# EXERCISE INPUT:
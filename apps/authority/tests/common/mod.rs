//! Common test utilities and fixtures for integration tests.
//!
//! TestContext hosts the authority router over an in-process
//! IdentityAuthority, so no external services are needed.

#![allow(dead_code)]

pub mod fixtures;

use std::sync::Arc;

use axum::Router;
use recall_authority::{router, AppState};
use recall_core::DeviceId;
use recall_sync::IdentityAuthority;

/// Test context holding the authority and the router built on it.
pub struct TestContext {
    pub authority: Arc<IdentityAuthority>,
    app: Router,
}

impl TestContext {
    pub fn new() -> Self {
        Self::with_authority(IdentityAuthority::new())
    }

    pub fn with_authority(authority: IdentityAuthority) -> Self {
        let authority = Arc::new(authority);
        let app = router(AppState::new(Arc::clone(&authority)));
        Self { authority, app }
    }

    /// Get the router for use with axum-test.
    pub fn router(&self) -> Router {
        self.app.clone()
    }

    /// Create a test device and return its ID and token.
    pub fn create_test_device(&self, name: &str) -> (DeviceId, String) {
        let device = self.authority.register_device(name);
        (device.device_id, device.token)
    }

    /// Format authorization header value.
    pub fn auth_header_value(token: &str) -> String {
        format!("Bearer {}", token)
    }
}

# AIM OF THE TASK:
An exact repeat of all the entries above is required.

# TASK RESPONSE:
filename apps/authority/tests/common/mod.rs
//! Common test utilities and fixtures for integration tests.
//!
//! TestContext hosts the authority router over an in-process
//! IdentityAuthority, so no external services are needed.

#![allow(dead_code)]

pub mod fixtures;

use std::sync::Arc;

use axum::Router;
use recall_authority::{router, AppState};
use recall_core::DeviceId;
use recall_sync::IdentityAuthority;

/// Test context holding the authority and the router built on it.
pub struct TestContext {
    pub authority: Arc<IdentityAuthority>,
    app: Router,
}

impl TestContext {
    pub fn new() -> Self {
        Self::with_authority(IdentityAuthority::new())
    }

    pub fn with_authority(authority: IdentityAuthority) -> Self {
        let authority = Arc::new(authority);
        let app = router(AppState::new(Arc::clone(&authority)));
        Self { authority, app }
    }

    /// Get the router for use with axum-test.
    pub fn router(&self) -> Router {
        self.app.clone()
    }

    /// Create a test device and return its ID and token.
    pub fn create_test_device(&self, name: &str) -> (DeviceId, String) {
        let device = self.authority.register_device(name);
        (device.device_id, device.token)
    }

    /// Format authorization header value.
    pub fn auth_header_value(token: &str) -> String {
        format!("Bearer {}", token)
    }
}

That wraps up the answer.